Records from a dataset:
== == ==
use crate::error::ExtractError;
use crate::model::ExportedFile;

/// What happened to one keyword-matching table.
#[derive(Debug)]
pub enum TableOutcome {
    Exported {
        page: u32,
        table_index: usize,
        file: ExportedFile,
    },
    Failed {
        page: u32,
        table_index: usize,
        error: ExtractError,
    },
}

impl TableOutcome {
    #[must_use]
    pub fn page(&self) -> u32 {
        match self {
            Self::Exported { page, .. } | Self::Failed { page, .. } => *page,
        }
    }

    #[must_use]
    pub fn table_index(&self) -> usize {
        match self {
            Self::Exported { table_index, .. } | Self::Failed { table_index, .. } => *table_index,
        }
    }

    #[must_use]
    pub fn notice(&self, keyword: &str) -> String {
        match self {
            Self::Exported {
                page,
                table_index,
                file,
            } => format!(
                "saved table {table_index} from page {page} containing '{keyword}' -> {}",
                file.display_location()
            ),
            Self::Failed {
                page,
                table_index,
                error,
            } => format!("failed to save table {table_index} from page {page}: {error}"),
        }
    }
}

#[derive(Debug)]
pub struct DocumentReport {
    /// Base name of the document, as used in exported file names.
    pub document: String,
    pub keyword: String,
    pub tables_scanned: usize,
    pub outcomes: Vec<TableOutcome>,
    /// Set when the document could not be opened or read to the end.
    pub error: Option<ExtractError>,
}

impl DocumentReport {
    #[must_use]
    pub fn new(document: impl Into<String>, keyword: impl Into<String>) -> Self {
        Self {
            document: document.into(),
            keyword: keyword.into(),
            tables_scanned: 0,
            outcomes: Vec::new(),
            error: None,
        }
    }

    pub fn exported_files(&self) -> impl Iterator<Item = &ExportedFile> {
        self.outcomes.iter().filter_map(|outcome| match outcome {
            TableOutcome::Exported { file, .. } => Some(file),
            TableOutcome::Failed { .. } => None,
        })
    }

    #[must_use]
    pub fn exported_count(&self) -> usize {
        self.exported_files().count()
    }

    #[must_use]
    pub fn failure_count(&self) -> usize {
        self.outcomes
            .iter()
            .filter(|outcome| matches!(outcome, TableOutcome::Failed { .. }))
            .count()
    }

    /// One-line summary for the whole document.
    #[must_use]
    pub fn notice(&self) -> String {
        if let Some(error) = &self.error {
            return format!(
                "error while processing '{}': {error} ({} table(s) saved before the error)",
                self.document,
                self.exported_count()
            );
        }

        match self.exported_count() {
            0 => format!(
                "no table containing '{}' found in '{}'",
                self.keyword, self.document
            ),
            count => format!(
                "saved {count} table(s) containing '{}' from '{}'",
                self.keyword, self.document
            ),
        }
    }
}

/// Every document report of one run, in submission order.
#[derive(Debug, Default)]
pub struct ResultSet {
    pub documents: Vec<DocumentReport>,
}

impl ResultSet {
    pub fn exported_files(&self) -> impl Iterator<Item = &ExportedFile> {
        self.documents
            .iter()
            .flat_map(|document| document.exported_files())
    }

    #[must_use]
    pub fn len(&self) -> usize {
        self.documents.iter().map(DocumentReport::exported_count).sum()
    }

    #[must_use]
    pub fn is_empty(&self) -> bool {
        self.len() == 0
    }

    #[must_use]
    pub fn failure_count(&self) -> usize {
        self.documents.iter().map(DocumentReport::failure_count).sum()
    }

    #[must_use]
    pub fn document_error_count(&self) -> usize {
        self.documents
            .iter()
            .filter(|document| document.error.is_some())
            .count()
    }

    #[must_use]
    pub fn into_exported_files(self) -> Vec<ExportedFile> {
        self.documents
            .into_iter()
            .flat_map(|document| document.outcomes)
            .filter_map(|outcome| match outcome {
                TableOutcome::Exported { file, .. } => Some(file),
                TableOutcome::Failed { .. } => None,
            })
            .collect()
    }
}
== == ==
Goal of the exercise: Could you output every entry above exactly as it stands?

Response below:
use crate::error::ExtractError;
use crate::model::ExportedFile;

/// What happened to one keyword-matching table.
#[derive(Debug)]
pub enum TableOutcome {
    Exported {
        page: u32,
        table_index: usize,
        file: ExportedFile,
    },
    Failed {
        page: u32,
        table_index: usize,
        error: ExtractError,
    },
}

impl TableOutcome {
    #[must_use]
    pub fn page(&self) -> u32 {
        match self {
            Self::Exported { page, .. } | Self::Failed { page, .. } => *page,
        }
    }

    #[must_use]
    pub fn table_index(&self) -> usize {
        match self {
            Self::Exported { table_index, .. } | Self::Failed { table_index, .. } => *table_index,
        }
    }

    #[must_use]
    pub fn notice(&self, keyword: &str) -> String {
        match self {
            Self::Exported {
                page,
                table_index,
                file,
            } => format!(
                "saved table {table_index} from page {page} containing '{keyword}' -> {}",
                file.display_location()
            ),
            Self::Failed {
                page,
                table_index,
                error,
            } => format!("failed to save table {table_index} from page {page}: {error}"),
        }
    }
}

#[derive(Debug)]
pub struct DocumentReport {
    /// Base name of the document, as used in exported file names.
    pub document: String,
    pub keyword: String,
    pub tables_scanned: usize,
    pub outcomes: Vec<TableOutcome>,
    /// Set when the document could not be opened or read to the end.
    pub error: Option<ExtractError>,
}

impl DocumentReport {
    #[must_use]
    pub fn new(document: impl Into<String>, keyword: impl Into<String>) -> Self {
        Self {
            document: document.into(),
            keyword: keyword.into(),
            tables_scanned: 0,
            outcomes: Vec::new(),
            error: None,
        }
    }

    pub fn exported_files(&self) -> impl Iterator<Item = &ExportedFile> {
        self.outcomes.iter().filter_map(|outcome| match outcome {
            TableOutcome::Exported { file, .. } => Some(file),
            TableOutcome::Failed { .. } => None,
        })
    }

    #[must_use]
    pub fn exported_count(&self) -> usize {
        self.exported_files().count()
    }

    #[must_use]
    pub fn failure_count(&self) -> usize {
        self.outcomes
            .iter()
            .filter(|outcome| matches!(outcome, TableOutcome::Failed { .. }))
            .count()
    }

    /// One-line summary for the whole document.
    #[must_use]
    pub fn notice(&self) -> String {
        if let Some(error) = &self.error {
            return format!(
                "error while processing '{}': {error} ({} table(s) saved before the error)",
                self.document,
                self.exported_count()
            );
        }

        match self.exported_count() {
            0 => format!(
                "no table containing '{}' found in '{}'",
                self.keyword, self.document
            ),
            count => format!(
                "saved {count} table(s) containing '{}' from '{}'",
                self.keyword, self.document
            ),
        }
    }
}

/// Every document report of one run, in submission order.
#[derive(Debug, Default)]
pub struct ResultSet {
    pub documents: Vec<DocumentReport>,
}

impl ResultSet {
    pub fn exported_files(&self) -> impl Iterator<Item = &ExportedFile> {
        self.documents
            .iter()
            .flat_map(|document| document.exported_files())
    }

    #[must_use]
    pub fn len(&self) -> usize {
        self.documents.iter().map(DocumentReport::exported_count).sum()
    }

    #[must_use]
    pub fn is_empty(&self) -> bool {
        self.len() == 0
    }

    #[must_use]
    pub fn failure_count(&self) -> usize {
        self.documents.iter().map(DocumentReport::failure_count).sum()
    }

    #[must_use]
    pub fn document_error_count(&self) -> usize {
        self.documents
            .iter()
            .filter(|document| document.error.is_some())
            .count()
    }

    #[must_use]
    pub fn into_exported_files(self) -> Vec<ExportedFile> {
        self.documents
            .into_iter()
            .flat_map(|document| document.outcomes)
            .filter_map(|outcome| match outcome {
                TableOutcome::Exported { file, .. } => Some(file),
                TableOutcome::Failed { .. } => None,
            })
            .collect()
    }
}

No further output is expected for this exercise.